ハードリンクとシンボリックリンクの違い

定義
  • ハードリンク:ファイルシステム上の同じiノードを複数のファイル名で参照する方法。
  • シンボリックリンク:実際のデータを含まずに別の場所を参照する、ポインタのようなファイル。
ファイルの関連性
  • ハードリンク:同じiノードを共有するファイル。オリジナルのファイルとハードリンクはデータを共有している。
  • シンボリックリンク:実際のデータを含まず、別のファイルやディレクトリへのパスを保持する。シンボリックリンクとリンク先は別々のエンティティ。
扱いやすさ
  • ハードリンク:ファイルの内容が変更されると、ハードリンク先の内容も同じになる。リンクの存在を気にせずに利用できる。
  • シンボリックリンク:リンク先のファイルが移動または削除されると、リンクは無効になる。リンクが参照する場所の維持が必要。
ファイルシステム内/外での利用
  • ハードリンク:同じファイルシステム内でのみ作成可能。
  • シンボリックリンク:同じファイルシステム内外を問わず、作成可能。

ハードリンクとシンボリックリンクの違いの例

ハードリンクとシンボリックリンクの違いを確認していきます。

・「note」ファイルを作成します。

$ echo "This is note." > note

・ハードリンクファイル「note.hard」を作成します。

$ ln note note.hard

・シンボリックリンクファイル「note.sym」を作成します。

$ ln -s note note.sym

・iノードを確認します。

$ ls -i note note.hard note.sym
35718196 note  35718196 note.hard  35718202 note.sym

 ハードリンクファイルは元の「note」と同じ iノード番号を持っています。※この iノード番号は、実行環境により変わります。

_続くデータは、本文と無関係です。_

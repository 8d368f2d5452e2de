use crate::diagnostic::Diagnostic;
use crate::span::{Span, Spanned};
use crate::syntax::lexeme::Lexeme;

/// Suffixes that make a numeric literal a float.
const FLOAT_SUFFIXES: &[&str] = &["f", "F", "d", "D", "f32", "f64"];

/// Suffixes accepted on integer literals.
const INT_SUFFIXES: &[&str] = &["u", "U", "u32", "i32", "usize", "isize"];

pub(crate) struct Lexer<'src> {
    source: &'src [u8],
    pos: usize,
    diagnostics: Vec<Diagnostic>,
}

impl<'src> Lexer<'src> {
    pub(crate) fn new(source: &'src str) -> Self {
        Self {
            source: source.as_bytes(),
            pos: 0,
            diagnostics: Vec::new(),
        }
    }

    pub(crate) fn tokenize(mut self) -> (Vec<Spanned<Lexeme>>, Vec<Diagnostic>) {
        let mut tokens = Vec::new();
        loop {
            let tok = self.next_token();
            let is_eof = tok.node == Lexeme::Eof;
            tokens.push(tok);
            if is_eof {
                break;
            }
        }
        (tokens, self.diagnostics)
    }

    fn next_token(&mut self) -> Spanned<Lexeme> {
        loop {
            self.skip_whitespace_and_comments();

            if self.pos >= self.source.len() {
                return self.make_token(Lexeme::Eof, self.pos, self.pos);
            }

            let start = self.pos;
            let ch = self.source[self.pos];

            if is_ident_start(ch) {
                return self.scan_ident_or_keyword();
            }

            if ch.is_ascii_digit() {
                return self.scan_number();
            }

            if let Some(tok) = self.scan_symbol(start) {
                return tok;
            }
            // scan_symbol returned None → error was recorded, try again
        }
    }

    fn skip_whitespace_and_comments(&mut self) {
        loop {
            while self.pos < self.source.len() && self.source[self.pos].is_ascii_whitespace() {
                self.pos += 1;
            }

            if self.starts_with(b"//") {
                while self.pos < self.source.len() && self.source[self.pos] != b'\n' {
                    self.pos += 1;
                }
                continue;
            }

            if self.starts_with(b"/*") {
                self.skip_block_comment();
                continue;
            }

            break;
        }
    }

    /// Block comments nest, as in Rust.
    fn skip_block_comment(&mut self) {
        let start = self.pos;
        let mut depth = 0u32;
        while self.pos < self.source.len() {
            if self.starts_with(b"/*") {
                depth += 1;
                self.pos += 2;
            } else if self.starts_with(b"*/") {
                depth -= 1;
                self.pos += 2;
                if depth == 0 {
                    return;
                }
            } else {
                self.pos += 1;
            }
        }
        self.diagnostics.push(Diagnostic::error(
            "unterminated block comment".to_string(),
            Span::new(start as u32, self.pos as u32),
        ));
    }

    fn scan_ident_or_keyword(&mut self) -> Spanned<Lexeme> {
        let start = self.pos;
        let text = self.scan_ident_text();
        let token = Lexeme::from_keyword(text).unwrap_or_else(|| Lexeme::Ident(text.to_string()));
        self.make_token(token, start, self.pos)
    }

    fn scan_ident_text(&mut self) -> &'src str {
        let start = self.pos;
        while self.pos < self.source.len() && is_ident_continue(self.source[self.pos]) {
            self.pos += 1;
        }
        // Identifier bytes are ASCII by construction.
        std::str::from_utf8(&self.source[start..self.pos]).unwrap_or_default()
    }

    fn scan_number(&mut self) -> Spanned<Lexeme> {
        let start = self.pos;
        let mut is_float = false;

        let radix_prefix = self.starts_with(b"0x") || self.starts_with(b"0b") || self.starts_with(b"0o");
        if radix_prefix {
            let radix = match self.source[start + 1] {
                b'x' => 16,
                b'o' => 8,
                _ => 2,
            };
            self.pos += 2;
            let digits_at = self.pos;
            while self
                .peek()
                .is_some_and(|c| c == b'_' || char::from(c).is_digit(radix))
            {
                self.pos += 1;
            }
            if let Some(c) = self.peek().filter(u8::is_ascii_digit) {
                let bad = self.pos;
                self.skip_digits();
                self.diagnostics.push(Diagnostic::error(
                    format!("invalid digit `{}` for a base {} literal", char::from(c), radix),
                    Span::new(bad as u32, bad as u32 + 1),
                ));
            } else if self.source[digits_at..self.pos].iter().all(|&c| c == b'_') {
                self.diagnostics.push(Diagnostic::error(
                    "no valid digits found for number".to_string(),
                    Span::new(start as u32, self.pos as u32),
                ));
            }
        } else {
            self.skip_digits();

            // `1.5` and `1.` are floats; `1..n` and `1.max(2)` are not.
            if self.peek() == Some(b'.') {
                match self.peek_at(1) {
                    Some(c) if c.is_ascii_digit() => {
                        self.pos += 1;
                        self.skip_digits();
                        is_float = true;
                    }
                    Some(c) if c == b'.' || is_ident_start(c) => {}
                    _ => {
                        self.pos += 1;
                        is_float = true;
                    }
                }
            }

            if matches!(self.peek(), Some(b'e' | b'E')) {
                let exp_digits_at = match self.peek_at(1) {
                    Some(b'+' | b'-') => 2,
                    _ => 1,
                };
                if self.peek_at(exp_digits_at).is_some_and(|c| c.is_ascii_digit()) {
                    self.pos += exp_digits_at;
                    self.skip_digits();
                    is_float = true;
                }
            }
        }

        let text_end = self.pos;
        let text = String::from_utf8_lossy(&self.source[start..text_end]).into_owned();

        let suffix = if self.peek().is_some_and(is_ident_start) {
            Some(self.scan_ident_text().to_string())
        } else {
            None
        };

        let token = match suffix.as_deref() {
            None => Self::number_token(text, None, is_float),
            Some(s) if FLOAT_SUFFIXES.contains(&s) && !radix_prefix => {
                Self::number_token(text, suffix, true)
            }
            Some(s) if INT_SUFFIXES.contains(&s) && !is_float => {
                Self::number_token(text, suffix, false)
            }
            Some(s) => {
                self.diagnostics.push(
                    Diagnostic::error(
                        format!("invalid suffix `{}` for number literal", s),
                        Span::new(text_end as u32, self.pos as u32),
                    )
                    .with_help(
                        "kernel literals accept f32, f64, f, d, u32, i32 and u suffixes"
                            .to_string(),
                    ),
                );
                Self::number_token(text, None, is_float)
            }
        };
        self.make_token(token, start, self.pos)
    }

    fn number_token(text: String, suffix: Option<String>, is_float: bool) -> Lexeme {
        if is_float {
            Lexeme::Float { text, suffix }
        } else {
            Lexeme::Integer { text, suffix }
        }
    }

    fn skip_digits(&mut self) {
        while self.pos < self.source.len()
            && (self.source[self.pos].is_ascii_digit() || self.source[self.pos] == b'_')
        {
            self.pos += 1;
        }
    }

    fn scan_symbol(&mut self, start: usize) -> Option<Spanned<Lexeme>> {
        let ch = self.source[self.pos];
        self.pos += 1;

        let token = match ch {
            b'(' => Lexeme::LParen,
            b')' => Lexeme::RParen,
            b'{' => Lexeme::LBrace,
            b'}' => Lexeme::RBrace,
            b'[' => Lexeme::LBracket,
            b']' => Lexeme::RBracket,
            b',' => Lexeme::Comma,
            b';' => Lexeme::Semicolon,
            b':' => self.pick(b':', Lexeme::ColonColon, Lexeme::Colon),
            b'.' => {
                if self.peek() == Some(b'.') {
                    self.pos += 1;
                    self.pick(b'=', Lexeme::DotDotEq, Lexeme::DotDot)
                } else {
                    Lexeme::Dot
                }
            }
            b'|' => {
                if self.peek() == Some(b'|') {
                    self.pos += 1;
                    Lexeme::PipePipe
                } else {
                    self.pick(b'=', Lexeme::PipeEq, Lexeme::Pipe)
                }
            }
            b'&' => {
                if self.peek() == Some(b'&') {
                    self.pos += 1;
                    Lexeme::AmpAmp
                } else {
                    self.pick(b'=', Lexeme::AmpEq, Lexeme::Amp)
                }
            }
            b'^' => self.pick(b'=', Lexeme::CaretEq, Lexeme::Caret),
            b'!' => self.pick(b'=', Lexeme::BangEq, Lexeme::Bang),
            b'=' => self.pick(b'=', Lexeme::EqEq, Lexeme::Eq),
            b'<' => {
                if self.peek() == Some(b'<') {
                    self.pos += 1;
                    self.pick(b'=', Lexeme::ShlEq, Lexeme::Shl)
                } else {
                    self.pick(b'=', Lexeme::Le, Lexeme::Lt)
                }
            }
            b'>' => {
                if self.peek() == Some(b'>') {
                    self.pos += 1;
                    self.pick(b'=', Lexeme::ShrEq, Lexeme::Shr)
                } else {
                    self.pick(b'=', Lexeme::Ge, Lexeme::Gt)
                }
            }
            b'+' => self.pick(b'=', Lexeme::PlusEq, Lexeme::Plus),
            b'-' => self.pick(b'=', Lexeme::MinusEq, Lexeme::Minus),
            b'*' => self.pick(b'=', Lexeme::StarEq, Lexeme::Star),
            b'/' => self.pick(b'=', Lexeme::SlashEq, Lexeme::Slash),
            b'%' => self.pick(b'=', Lexeme::PercentEq, Lexeme::Percent),
            _ => {
                // Skip the whole UTF-8 sequence so spans stay on char boundaries.
                while self.pos < self.source.len() && (self.source[self.pos] & 0xC0) == 0x80 {
                    self.pos += 1;
                }
                let shown = String::from_utf8_lossy(&self.source[start..self.pos]).into_owned();
                self.diagnostics.push(
                    Diagnostic::error(
                        format!("unexpected character '{}'", shown),
                        Span::new(start as u32, self.pos as u32),
                    )
                    .with_help(
                        "this character is not part of the kernel body language".to_string(),
                    ),
                );
                return None;
            }
        };

        Some(self.make_token(token, start, self.pos))
    }

    /// Consume `next` if present and return `long`, otherwise `short`.
    fn pick(&mut self, next: u8, long: Lexeme, short: Lexeme) -> Lexeme {
        if self.peek() == Some(next) {
            self.pos += 1;
            long
        } else {
            short
        }
    }

    fn starts_with(&self, prefix: &[u8]) -> bool {
        self.source[self.pos..].starts_with(prefix)
    }

    fn peek(&self) -> Option<u8> {
        self.peek_at(0)
    }

    fn peek_at(&self, offset: usize) -> Option<u8> {
        self.source.get(self.pos + offset).copied()
    }

    fn make_token(&self, token: Lexeme, start: usize, end: usize) -> Spanned<Lexeme> {
        Spanned::new(token, Span::new(start as u32, end as u32))
    }
}

fn is_ident_start(ch: u8) -> bool {
    ch.is_ascii_alphabetic() || ch == b'_'
}

fn is_ident_continue(ch: u8) -> bool {
    ch.is_ascii_alphanumeric() || ch == b'_'
}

シンボリックリンクは元の「note」の iノード番号と異なります。

この状況を図にまとめます。

元のファイルである「note」ファイル、ハードリンクファイル、シンボリックリンクファイルの内容を表示します。

$ cat note
This is note.
$ cat note.hard
This is note.
$ cat note.sym
This is note.

・元のファイルである「note」を削除します。

元のファイルである「note」ファイル、ハードリンクファイル、シンボリックリンクファイルの内容を表示します。

$ rm note
$ cat note
cat: note: そのようなファイルやディレクトリはありません
$ cat note.hard
This is note.
$ cat note.sym
cat: note.sym: そのようなファイルやディレクトリはありません

 「note」ファイルは削除したため、もちろん、ありません。ハードリンクファイルは、同じように表示されます。それは、「note」と同じ iノード番号で同じ場所を指示しているからです。

 シンボリックリンクファイルでは「そのようなファイルやディレクトリはありません」と表示されます。シンボリックリンクは、あくまで、ファイルへの参照先(ポインタ)を格納しているにすぎなく、参照先のファイルがなくなれば、当然ながら、アクセスすることができません。


 ファイルの内容である「This is note.」は、まだ、ディスク上に残っています。それでは、ハードリンクファイルる「note.hard」を削除した場合は、どうなるでしょうか?

Linuxにおいて、

ファイルを削除するということは、ファイル名と iノードへのリンクを切断する。

と、いうことを意味します。

リンクが切断されるだけでファイルの内容は、まだ、残っています。新しいファイルで上書きされるまで残ることになります。